Consumer disconnect at Burger King?

Writing of the takeover of Burger King by 3G Capital, finance.yahoo includes text about Burger King's problems:

Its biggest problem: high unemployment among its most important, but notoriously fickle, group of customers -- young men between 18 and 34, whom it has targeted with big burgers like the 930-calorie BK Quad Stacker and edgy ads featuring the creepy King character.

Hmmm, the article is suggesting Burger King's trademark "King" character is "creepy," and its key demographic has high unemployment? BUT, the article also notes:

Burger King's once-unique concept of flame-broiled burgers isn't so rare any more, thanks to a boom in gourmet hamburgers from smaller competitors such as Five Guys and Culver's.

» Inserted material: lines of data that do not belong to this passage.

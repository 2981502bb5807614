pub mod cast;
pub mod dates;
pub mod error;

pub use error::CoercionError;

use crate::options::QueryOptions;
use model::records::frame::Frame;
use tracing::debug;

/// Shapes a freshly fetched frame: dtype casts first, then date parsing
/// (which also normalises zone-aware columns to UTC), then the index.
pub fn apply(mut frame: Frame, options: &QueryOptions) -> Result<Frame, CoercionError> {
    if let Some(dtype) = &options.dtype {
        cast::apply_dtypes(&mut frame, dtype)?;
    }

    dates::parse_date_columns(&mut frame, options.parse_dates.as_ref());

    if let Some(index_col) = &options.index_col {
        debug!("Setting index to {:?}", index_col.columns());
        frame.set_index(index_col.columns())?;
    }
    Ok(frame)
}
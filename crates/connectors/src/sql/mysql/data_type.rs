use model::core::data_type::DbColumnKind;
use mysql_async::{Column, consts::ColumnType};

/// Character set id MySQL reports for binary string/blob columns.
const BINARY_CHARSET: u16 = 63;

pub(crate) fn mysql_column_kind(column: &Column) -> DbColumnKind {
    use ColumnType::*;

    match column.column_type() {
        MYSQL_TYPE_TINY | MYSQL_TYPE_SHORT | MYSQL_TYPE_YEAR => DbColumnKind::SmallInteger,
        MYSQL_TYPE_LONG | MYSQL_TYPE_INT24 | MYSQL_TYPE_LONGLONG => DbColumnKind::Integer,
        MYSQL_TYPE_FLOAT | MYSQL_TYPE_DOUBLE => DbColumnKind::Real,
        MYSQL_TYPE_DECIMAL | MYSQL_TYPE_NEWDECIMAL => DbColumnKind::Decimal,
        MYSQL_TYPE_DATE | MYSQL_TYPE_NEWDATE => DbColumnKind::Date,
        MYSQL_TYPE_DATETIME | MYSQL_TYPE_DATETIME2 | MYSQL_TYPE_TIMESTAMP
        | MYSQL_TYPE_TIMESTAMP2 => DbColumnKind::Timestamp,
        MYSQL_TYPE_JSON => DbColumnKind::Json,
        MYSQL_TYPE_BIT | MYSQL_TYPE_GEOMETRY => DbColumnKind::Binary,
        MYSQL_TYPE_TINY_BLOB
        | MYSQL_TYPE_MEDIUM_BLOB
        | MYSQL_TYPE_LONG_BLOB
        | MYSQL_TYPE_BLOB
        | MYSQL_TYPE_VAR_STRING
        | MYSQL_TYPE_STRING
        | MYSQL_TYPE_VARCHAR => {
            if column.character_set() == BINARY_CHARSET {
                DbColumnKind::Binary
            } else {
                DbColumnKind::Text
            }
        }
        MYSQL_TYPE_ENUM | MYSQL_TYPE_SET => DbColumnKind::Text,
        _ => DbColumnKind::Unknown,
    }
}
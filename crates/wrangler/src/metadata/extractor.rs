use crate::metadata::{error::MetadataError, option_set::OptionSet};
use tracing::{debug, warn};

pub const START_MARKER: &str = "/*pandas*";
pub const END_MARKER: &str = "*pandas*/";

/// Returns the text between the first start marker and the end marker that
/// follows it. A block without an end marker runs to the end of the text.
pub fn metadata_block(sql: &str) -> Option<&str> {
    let start = sql.find(START_MARKER)? + START_MARKER.len();
    let rest = &sql[start..];

    match rest.find(END_MARKER) {
        Some(end) => {
            let trailing = &rest[end + END_MARKER.len()..];
            if trailing.contains(START_MARKER) {
                warn!("Found more than one metadata block; only the first is used");
            }
            Some(&rest[..end])
        }
        None => {
            warn!("Metadata block has no closing '{END_MARKER}'; reading to the end of the query");
            Some(rest)
        }
    }
}

/// Parses the metadata block of `sql`. Text without a block yields an empty
/// option set; a block that is not valid TOML is an error.
pub fn try_extract(sql: &str) -> Result<OptionSet, MetadataError> {
    let Some(block) = metadata_block(sql) else {
        debug!("No metadata block in query");
        return Ok(OptionSet::new());
    };

    let table: toml::Table = toml::from_str(block)?;
    Ok(OptionSet::from_table(table))
}

/// Like [`try_extract`], but a malformed block is reported once as a warning
/// and treated as absent.
pub fn extract(sql: &str) -> OptionSet {
    match try_extract(sql) {
        Ok(options) => options,
        Err(err) => {
            warn!("No valid TOML metadata found in query: {err}");
            OptionSet::new()
        }
    }
}
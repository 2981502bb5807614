use crate::{coercion::CoercionError, options::OptionError, timezone::TimezoneError};
use connectors::{error::AdapterError, sql::base::error::DbError};
use std::path::PathBuf;
use thiserror::Error;

#[derive(Error, Debug)]
pub enum WranglerError {
    #[error("No database connection configured")]
    NotConnected,

    #[error("Failed to read SQL file '{path}': {source}")]
    SqlFile {
        path: PathBuf,
        source: std::io::Error,
    },

    #[error("Adapter error: {0}")]
    Adapter(#[from] AdapterError),

    #[error("Database error: {0}")]
    Database(#[from] DbError),

    #[error("Option error: {0}")]
    Options(#[from] OptionError),

    #[error("Coercion error: {0}")]
    Coercion(#[from] CoercionError),

    #[error("Timezone error: {0}")]
    Timezone(#[from] TimezoneError),
}
use crate::{
    options::{DateColumn, DateFormat, EpochUnit, ParseDates},
    timezone::convert_column,
};
use chrono::{DateTime, FixedOffset, NaiveDate, NaiveDateTime, NaiveTime, TimeZone, Utc};
use model::{
    core::{data_type::DataType, value::Value},
    records::{column::Column, frame::Frame},
};
use tracing::debug;

const OFFSET_FORMATS: [&str; 3] = [
    "%Y-%m-%d %H:%M:%S%.f%:z",
    "%Y-%m-%d %H:%M:%S%.f%z",
    "%Y-%m-%dT%H:%M:%S%.f%z",
];

const NAIVE_FORMATS: [&str; 5] = [
    "%Y-%m-%d %H:%M:%S%.f",
    "%Y-%m-%dT%H:%M:%S%.f",
    "%Y-%m-%d %H:%M",
    "%Y-%m-%dT%H:%M",
    "%Y/%m/%d %H:%M:%S",
];

const DATE_FORMATS: [&str; 3] = ["%Y-%m-%d", "%Y/%m/%d", "%Y%m%d"];

/// A timestamp read from text, with or without an offset.
#[derive(Debug, Clone, Copy, PartialEq)]
pub enum ParsedTimestamp {
    Aware(DateTime<FixedOffset>),
    Naive(NaiveDateTime),
}

/// Reads the common ISO-like layouts. Date-only text is midnight.
pub fn parse_timestamp(raw: &str) -> Option<ParsedTimestamp> {
    let raw = raw.trim();
    if raw.is_empty() {
        return None;
    }

    if let Ok(ts) = DateTime::parse_from_rfc3339(raw) {
        return Some(ParsedTimestamp::Aware(ts));
    }
    if let Some(ts) = OFFSET_FORMATS
        .iter()
        .find_map(|fmt| DateTime::parse_from_str(raw, fmt).ok())
    {
        return Some(ParsedTimestamp::Aware(ts));
    }
    if let Some(ts) = NAIVE_FORMATS
        .iter()
        .find_map(|fmt| NaiveDateTime::parse_from_str(raw, fmt).ok())
    {
        return Some(ParsedTimestamp::Naive(ts));
    }
    DATE_FORMATS
        .iter()
        .find_map(|fmt| NaiveDate::parse_from_str(raw, fmt).ok())
        .map(|date| ParsedTimestamp::Naive(date.and_time(NaiveTime::MIN)))
}

/// Reads `raw` with one strftime pattern. Patterns without an offset give
/// naive values; patterns without a time give midnight.
pub fn parse_with_format(raw: &str, format: &str) -> Option<ParsedTimestamp> {
    let raw = raw.trim();
    if let Ok(ts) = DateTime::parse_from_str(raw, format) {
        return Some(ParsedTimestamp::Aware(ts));
    }
    if let Ok(ts) = NaiveDateTime::parse_from_str(raw, format) {
        return Some(ParsedTimestamp::Naive(ts));
    }
    NaiveDate::parse_from_str(raw, format)
        .ok()
        .map(|date| ParsedTimestamp::Naive(date.and_time(NaiveTime::MIN)))
}

pub fn from_epoch(value: i64, unit: EpochUnit) -> Option<NaiveDateTime> {
    value
        .checked_mul(unit.nanos())
        .map(|nanos| DateTime::from_timestamp_nanos(nanos).naive_utc())
}

pub fn from_epoch_float(value: f64, unit: EpochUnit) -> Option<NaiveDateTime> {
    let nanos = value * unit.nanos() as f64;
    if !nanos.is_finite() || nanos.abs() >= i64::MAX as f64 {
        return None;
    }
    Some(DateTime::from_timestamp_nanos(nanos.round() as i64).naive_utc())
}

enum Parsed {
    Naive(NaiveDateTime),
    Aware(DateTime<Utc>),
}

impl From<ParsedTimestamp> for Parsed {
    fn from(ts: ParsedTimestamp) -> Self {
        match ts {
            ParsedTimestamp::Aware(ts) => Parsed::Aware(ts.with_timezone(&Utc)),
            ParsedTimestamp::Naive(ts) => Parsed::Naive(ts),
        }
    }
}

/// Converts the listed columns to timestamps. Values that cannot be read
/// become null; columns missing from the frame are skipped. Afterwards every
/// zone-aware data column is expressed in UTC.
pub fn parse_date_columns(frame: &mut Frame, parse_dates: Option<&ParseDates>) {
    if let Some(dates) = parse_dates {
        for date in dates.iter() {
            match frame.column_mut(&date.column) {
                Some(column) => parse_column(column, date),
                None => debug!("Date column '{}' is not in the result; skipping", date.column),
            }
        }
    }

    for column in frame.columns.iter_mut() {
        if matches!(column.data_type, DataType::TimestampTz(tz) if tz != chrono_tz::UTC) {
            convert_column(column, chrono_tz::UTC);
        }
    }
}

fn parse_column(column: &mut Column, date: &DateColumn) {
    let parsed: Vec<Option<Parsed>> = column
        .values
        .iter()
        .map(|value| parse_value(value, &date.format))
        .collect();

    let failed = column
        .values
        .iter()
        .zip(&parsed)
        .filter(|(value, parsed)| !value.is_null() && parsed.is_none())
        .count();
    if failed > 0 {
        debug!(
            "{failed} values of '{}' could not be read as dates and are null",
            column.name
        );
    }

    let aware = date.utc || parsed.iter().any(|p| matches!(p, Some(Parsed::Aware(_))));
    column.values = parsed
        .into_iter()
        .map(|p| match p {
            None => Value::Null,
            Some(Parsed::Aware(ts)) => Value::Timestamp(ts.with_timezone(&chrono_tz::UTC)),
            Some(Parsed::Naive(ts)) if aware => {
                Value::Timestamp(chrono_tz::UTC.from_utc_datetime(&ts))
            }
            Some(Parsed::Naive(ts)) => Value::TimestampNaive(ts),
        })
        .collect();
    column.data_type = if aware {
        DataType::TimestampTz(chrono_tz::UTC)
    } else {
        DataType::Timestamp
    };
}

fn parse_value(value: &Value, format: &DateFormat) -> Option<Parsed> {
    match value {
        Value::Null | Value::Boolean(_) | Value::Json(_) | Value::Bytes(_) => None,
        Value::TimestampNaive(ts) => Some(Parsed::Naive(*ts)),
        Value::Timestamp(ts) => Some(Parsed::Aware(ts.with_timezone(&Utc))),
        Value::Date(date) => Some(Parsed::Naive(date.and_time(NaiveTime::MIN))),
        Value::Int(_) | Value::Int32(_) | Value::Float(_) | Value::Float32(_) => match format {
            DateFormat::Infer => parse_number(value, EpochUnit::Seconds),
            DateFormat::Unit(unit) => parse_number(value, *unit),
            DateFormat::Strftime(fmt) => parse_with_format(&value.to_string(), fmt).map(Into::into),
        },
        Value::String(raw) => match format {
            DateFormat::Infer => parse_timestamp(raw).map(Into::into),
            DateFormat::Unit(unit) => raw
                .trim()
                .parse::<f64>()
                .ok()
                .and_then(|n| from_epoch_float(n, *unit))
                .map(Parsed::Naive),
            DateFormat::Strftime(fmt) => parse_with_format(raw, fmt).map(Into::into),
        },
    }
}

fn parse_number(value: &Value, unit: EpochUnit) -> Option<Parsed> {
    let naive = match value {
        Value::Int(v) => from_epoch(*v, unit),
        Value::Int32(v) => from_epoch(i64::from(*v), unit),
        other => other.as_f64().and_then(|v| from_epoch_float(v, unit)),
    };
    naive.map(Parsed::Naive)
}
use connectors::{error::AdapterError, sql::base::error::DbError};
use thiserror::Error;
use wrangler::{WranglerError, options::OptionError};

#[derive(Error, Debug)]
pub enum CliError {
    #[error("Failed to read or write a file: {0}")]
    Io(#[from] std::io::Error),

    #[error("{0}")]
    Wrangler(#[from] WranglerError),

    #[error("Invalid option: {0}")]
    Options(#[from] OptionError),

    #[error("Connection failed: {0}")]
    Adapter(#[from] AdapterError),

    #[error("Database error: {0}")]
    Database(#[from] DbError),

    #[error("Invalid argument '{argument}': {message}")]
    InvalidArgument { argument: String, message: String },

    #[error("Either --sql or --file is required")]
    MissingSql,

    #[error("Failed to serialize data to JSON: {0}")]
    JsonSerialize(#[from] serde_json::Error),

    #[error("Failed to write CSV: {0}")]
    Csv(#[from] csv::Error),

    #[error("Shutdown requested")]
    ShutdownRequested,
}
use crate::sql::base::error::{ConnectorError, DbError};
use std::path::PathBuf;
use thiserror::Error;

#[derive(Debug, Error)]
pub enum AdapterError {
    /// An existing file that is neither a credentials file nor a SQLite database.
    #[error("Cannot resolve connection spec '{}': detected content type '{mime}'", path.display())]
    UnresolvableSpec { path: PathBuf, mime: String },

    /// The connection string is neither an existing path nor a `scheme://` URL.
    #[error("Connection spec is not a path or URL: {0}")]
    InvalidSpec(String),

    /// Failed to read a credentials file.
    #[error("Failed to read connection spec file: {0}")]
    SpecRead(#[from] std::io::Error),

    /// Unsupported driver error.
    #[error("Unsupported driver: {0}")]
    UnsupportedDriver(String),

    /// Failed to initialize a connector.
    #[error("Connector error: {0}")]
    Connector(#[from] ConnectorError),

    /// Database-related error.
    #[error("Database error: {0}")]
    Database(#[from] DbError),
}
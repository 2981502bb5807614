use chrono_tz::Tz;
use model::{
    core::{data_type::DataType, value::Value},
    records::{column::Column, frame::Frame},
};
use thiserror::Error;
use tracing::{debug, info};

#[derive(Error, Debug, PartialEq)]
pub enum TimezoneError {
    #[error("Column '{0}' holds naive timestamps; localize it before converting to {1}")]
    NaiveTimestamps(String, Tz),

    #[error("Result has no zone-aware timestamps to convert to {0}")]
    NoTemporalData(Tz),
}

/// Converts every zone-aware index and data column of `frame` to `tz`.
///
/// The frame is left untouched on error: a naive timestamp column cannot be
/// converted, and a frame without any zone-aware column has nothing to
/// convert.
pub fn convert_frame(frame: &mut Frame, tz: Tz) -> Result<(), TimezoneError> {
    let mut aware = 0;
    for column in frame.index.iter().chain(frame.columns.iter()) {
        match column.data_type {
            DataType::TimestampTz(_) => aware += 1,
            DataType::Timestamp => {
                return Err(TimezoneError::NaiveTimestamps(column.name.clone(), tz));
            }
            _ => {}
        }
    }
    if aware == 0 {
        return Err(TimezoneError::NoTemporalData(tz));
    }

    for column in frame.all_columns_mut() {
        if matches!(column.data_type, DataType::TimestampTz(_)) {
            convert_column(column, tz);
        }
    }
    info!("Converted {aware} timestamp columns to {}", tz.name());
    Ok(())
}

/// Re-expresses the zone-aware values of `column` in `tz`. The instants are
/// unchanged.
pub fn convert_column(column: &mut Column, tz: Tz) {
    debug!("Converting '{}' to {}", column.name, tz.name());
    for value in column.values.iter_mut() {
        if let Value::Timestamp(ts) = value {
            *ts = ts.with_timezone(&tz);
        }
    }
    column.data_type = DataType::TimestampTz(tz);
}

#[cfg(test)]
mod tests {
    use super::*;
    use chrono::{NaiveDate, TimeZone};

    fn utc(h: u32) -> Value {
        let naive = NaiveDate::from_ymd_opt(2024, 1, 15)
            .unwrap()
            .and_hms_opt(h, 0, 0)
            .unwrap();
        Value::Timestamp(chrono_tz::UTC.from_utc_datetime(&naive))
    }

    #[test]
    fn test_converts_index_and_columns() {
        let mut frame = Frame::from_columns(vec![
            Column::inferred("at", vec![utc(12), Value::Null]),
            Column::inferred("seen", vec![utc(18), utc(0)]),
            Column::inferred("id", vec![Value::Int(1), Value::Int(2)]),
        ]);
        frame.set_index(&["at".to_string()]).unwrap();

        convert_frame(&mut frame, chrono_tz::America::Chicago).unwrap();

        let chicago = DataType::TimestampTz(chrono_tz::America::Chicago);
        assert_eq!(frame.index[0].data_type, chicago);
        assert_eq!(frame.column("seen").unwrap().data_type, chicago);
        assert_eq!(frame.index[0].values[0].to_string(), "2024-01-15 06:00:00-06:00");
        assert_eq!(frame.index[0].values[1], Value::Null);
        // instants are preserved
        assert_eq!(frame.get(0, "seen"), Some(&utc(18)));
    }

    #[test]
    fn test_naive_column_is_an_error() {
        let naive = NaiveDate::from_ymd_opt(2024, 1, 15)
            .unwrap()
            .and_hms_opt(6, 0, 0)
            .unwrap();
        let mut frame = Frame::from_columns(vec![
            Column::inferred("at", vec![utc(12)]),
            Column::inferred("local", vec![Value::TimestampNaive(naive)]),
        ]);
        let before = frame.clone();

        let err = convert_frame(&mut frame, chrono_tz::Europe::Paris).unwrap_err();
        assert_eq!(
            err,
            TimezoneError::NaiveTimestamps("local".into(), chrono_tz::Europe::Paris)
        );
        assert_eq!(frame, before);
    }

    #[test]
    fn test_frame_without_timestamps_is_an_error() {
        let mut frame = Frame::from_columns(vec![Column::inferred("id", vec![Value::Int(1)])]);
        assert_eq!(
            convert_frame(&mut frame, chrono_tz::UTC).unwrap_err(),
            TimezoneError::NoTemporalData(chrono_tz::UTC)
        );
    }
}
impl OptionValue for ParseDates {
    const CATEGORY: OptionCategory = OptionCategory::ParseDates;

    fn from_toml(value: &toml::Value) -> Result<Self, OptionError> {
        match value {
            toml::Value::String(column) => Ok(ParseDates::columns([column])),
            toml::Value::Array(items) => {
                string_list(items, Self::CATEGORY).map(ParseDates::columns)
            }
            toml::Value::Table(table) => {
                let mut dates = ParseDates::default();
                for (column, spec) in table {
                    match spec {
                        toml::Value::String(format) => {
                            dates.push(DateColumn::new(column, DateFormat::from_spec(format)))
                        }
                        toml::Value::Boolean(true) => {
                            dates.push(DateColumn::new(column, DateFormat::Infer))
                        }
                        toml::Value::Boolean(false) => {}
                        // `[parse_dates]` section holding `columns = [...]`
                        toml::Value::Array(items) => {
                            for name in string_list(items, Self::CATEGORY)? {
                                dates.push(DateColumn::new(&name, DateFormat::Infer));
                            }
                        }
                        toml::Value::Table(options) => {
                            dates.push(DateColumn::from_table(column, options)?)
                        }
                        other => {
                            return Err(OptionError::invalid(
                                Self::CATEGORY,
                                format!(
                                    "'{column}' must be a format, flag or table, got {}",
                                    other.type_str()
                                ),
                            ));
                        }
                    }
                }
                Ok(dates)
            }
            other => Err(OptionError::invalid(
                Self::CATEGORY,
                format!("expected a column list or table, got {}", other.type_str()),
            )),
        }
    }

    fn is_empty(&self) -> bool {
        self.0.is_empty()
    }
}

/// Target dtypes per column, in declaration order.
#[derive(Debug, Clone, Default, PartialEq, Serialize)]
pub struct DtypeMap(pub Vec<(String, DataType)>);
use crate::sql::{base::error::DbError, mysql::data_type::mysql_column_kind};
use bigdecimal::{BigDecimal, ToPrimitive};
use chrono::{DateTime, NaiveDate, NaiveDateTime, Utc};
use model::core::{data_type::DbColumnKind, value::Value};
use mysql_async::{Row as MySqlRow, prelude::FromValue};
use rusqlite::{Row as SqliteRow, types::ValueRef};
use tokio_postgres::{Row as PgRow, types::Json as PgJson};
use tracing::warn;

pub enum DbRow<'a> {
    SqliteRow(&'a SqliteRow<'a>),
    MySqlRow(&'a MySqlRow),
    PostgresRow(&'a PgRow),
}

impl DbRow<'_> {
    /// Decodes every cell of the row, in column order.
    pub fn values(&self, columns: &[String]) -> Result<Vec<Value>, DbError> {
        columns
            .iter()
            .enumerate()
            .map(|(idx, name)| self.get_value(idx, name))
            .collect()
    }

    pub fn get_value(&self, idx: usize, name: &str) -> Result<Value, DbError> {
        match self {
            DbRow::SqliteRow(row) => sqlite_value(row, idx),
            DbRow::MySqlRow(row) => {
                let kind = row
                    .columns_ref()
                    .get(idx)
                    .map(mysql_column_kind)
                    .unwrap_or(DbColumnKind::Unknown);
                mysql_value(row, idx, name, kind)
            }
            DbRow::PostgresRow(row) => {
                let kind = row
                    .columns()
                    .get(idx)
                    .map(|col| DbColumnKind::from_db_type(col.type_().name()))
                    .unwrap_or(DbColumnKind::Unknown);
                pg_value(row, idx, name, kind)
            }
        }
    }
}

fn sqlite_value(row: &SqliteRow<'_>, idx: usize) -> Result<Value, DbError> {
    // SQLite values carry their storage class; declared column types are not
    // applied so that text dates stay text until parse_dates handles them.
    let value = match row.get_ref(idx)? {
        ValueRef::Null => Value::Null,
        ValueRef::Integer(v) => Value::Int(v),
        ValueRef::Real(v) => Value::Float(v),
        ValueRef::Text(bytes) => Value::String(String::from_utf8_lossy(bytes).into_owned()),
        ValueRef::Blob(bytes) => Value::Bytes(bytes.to_vec()),
    };
    Ok(value)
}

fn pg_value(row: &PgRow, idx: usize, name: &str, kind: DbColumnKind) -> Result<Value, DbError> {
    let value = match kind {
        DbColumnKind::Integer | DbColumnKind::SmallInteger => row
            .try_get::<_, Option<i64>>(idx)
            .or_else(|_| row.try_get::<_, Option<i32>>(idx).map(|v| v.map(i64::from)))
            .or_else(|_| row.try_get::<_, Option<i16>>(idx).map(|v| v.map(i64::from)))?
            .map(Value::Int),
        DbColumnKind::Real => row
            .try_get::<_, Option<f64>>(idx)
            .or_else(|_| row.try_get::<_, Option<f32>>(idx).map(|v| v.map(f64::from)))?
            .map(Value::Float),
        DbColumnKind::Decimal => row
            .try_get::<_, Option<rust_decimal::Decimal>>(idx)?
            .map(|v| decimal_to_float(v.to_f64(), name))
            .transpose()?,
        DbColumnKind::Text => row
            .try_get::<_, Option<String>>(idx)
            .or_else(|_| {
                row.try_get::<_, Option<uuid::Uuid>>(idx)
                    .map(|v| v.map(|u| u.to_string()))
            })?
            .map(Value::String),
        DbColumnKind::Boolean => row.try_get::<_, Option<bool>>(idx)?.map(Value::Boolean),
        DbColumnKind::Json => row
            .try_get::<_, Option<PgJson<serde_json::Value>>>(idx)?
            .map(|json| Value::Json(json.0)),
        DbColumnKind::Binary => row.try_get::<_, Option<Vec<u8>>>(idx)?.map(Value::Bytes),
        DbColumnKind::Date => row.try_get::<_, Option<NaiveDate>>(idx)?.map(Value::Date),
        DbColumnKind::Timestamp => row
            .try_get::<_, Option<NaiveDateTime>>(idx)?
            .map(Value::TimestampNaive),
        DbColumnKind::TimestampTz => row
            .try_get::<_, Option<DateTime<Utc>>>(idx)?
            .map(|ts| Value::Timestamp(ts.with_timezone(&chrono_tz::UTC))),
        DbColumnKind::Unknown => match row.try_get::<_, Option<String>>(idx) {
            Ok(v) => v.map(Value::String),
            Err(err) => {
                let type_name = row
                    .columns()
                    .get(idx)
                    .map(|c| c.type_().name().to_string())
                    .unwrap_or_default();
                warn!("Cannot decode Postgres column '{name}' of type {type_name}");
                return Err(DbError::Decode {
                    column: name.to_string(),
                    message: format!("unsupported type {type_name}: {err}"),
                });
            }
        },
    };
    Ok(value.unwrap_or(Value::Null))
}

fn mysql_value(
    row: &MySqlRow,
    idx: usize,
    name: &str,
    kind: DbColumnKind,
) -> Result<Value, DbError> {
    let value = match kind {
        DbColumnKind::Integer | DbColumnKind::SmallInteger => {
            mysql_get::<i64>(row, idx, name)?.map(Value::Int)
        }
        DbColumnKind::Real => mysql_get::<f64>(row, idx, name)?.map(Value::Float),
        DbColumnKind::Decimal => mysql_get::<BigDecimal>(row, idx, name)?
            .map(|v| decimal_to_float(v.to_f64(), name))
            .transpose()?,
        DbColumnKind::Boolean => mysql_get::<bool>(row, idx, name)?.map(Value::Boolean),
        DbColumnKind::Json => match mysql_get::<String>(row, idx, name)? {
            Some(raw) => Some(Value::Json(serde_json::from_str(&raw).map_err(|e| {
                DbError::Decode {
                    column: name.to_string(),
                    message: e.to_string(),
                }
            })?)),
            None => None,
        },
        DbColumnKind::Binary => mysql_get::<Vec<u8>>(row, idx, name)?.map(Value::Bytes),
        DbColumnKind::Date => mysql_get::<NaiveDate>(row, idx, name)?.map(Value::Date),
        DbColumnKind::Timestamp | DbColumnKind::TimestampTz => {
            mysql_get::<NaiveDateTime>(row, idx, name)?.map(Value::TimestampNaive)
        }
        DbColumnKind::Text | DbColumnKind::Unknown => {
            mysql_get::<String>(row, idx, name)?.map(Value::String)
        }
    };
    Ok(value.unwrap_or(Value::Null))
}

fn mysql_get<T: FromValue>(row: &MySqlRow, idx: usize, name: &str) -> Result<Option<T>, DbError> {
    match row.get_opt::<Option<T>, usize>(idx) {
        Some(Ok(value)) => Ok(value),
        Some(Err(err)) => Err(DbError::Decode {
            column: name.to_string(),
            message: format!("{err:?}"),
        }),
        None => Ok(None),
    }
}

fn decimal_to_float(value: Option<f64>, name: &str) -> Result<Value, DbError> {
    value.map(Value::Float).ok_or_else(|| DbError::Decode {
        column: name.to_string(),
        message: "decimal out of float range".to_string(),
    })
}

So, the unemployed guys are spending more money on burgers? As to a message, one figures Ronald McDonald doesn't appeal to the 18 to 34 set, but who does the "King" appeal to? Time for a makeover.

See also the coverage at newsy.com

On other IP angles in the fast food business, see


The saga of the $5 footlong: lessons for IP people?


***Of another trademark "disconnect," considerthe D+ campaign at Drake University:

One thing seems clear: When you see the outsize D-plus logo on the Drake homepage above, it's hard to quarrel with the basic analysis laid out by the Awl's Katjusa Cisar: "The marketing team that dreamed up Drake University's latest campaign, 'The D+ Advantage,' got so carried away by an apparent allusion to positively charged molecules that it thought it could either ignore or, alternately, capitalize on one obvious fact: the logo is the grade for pathetically under-average schoolwork, a D-plus."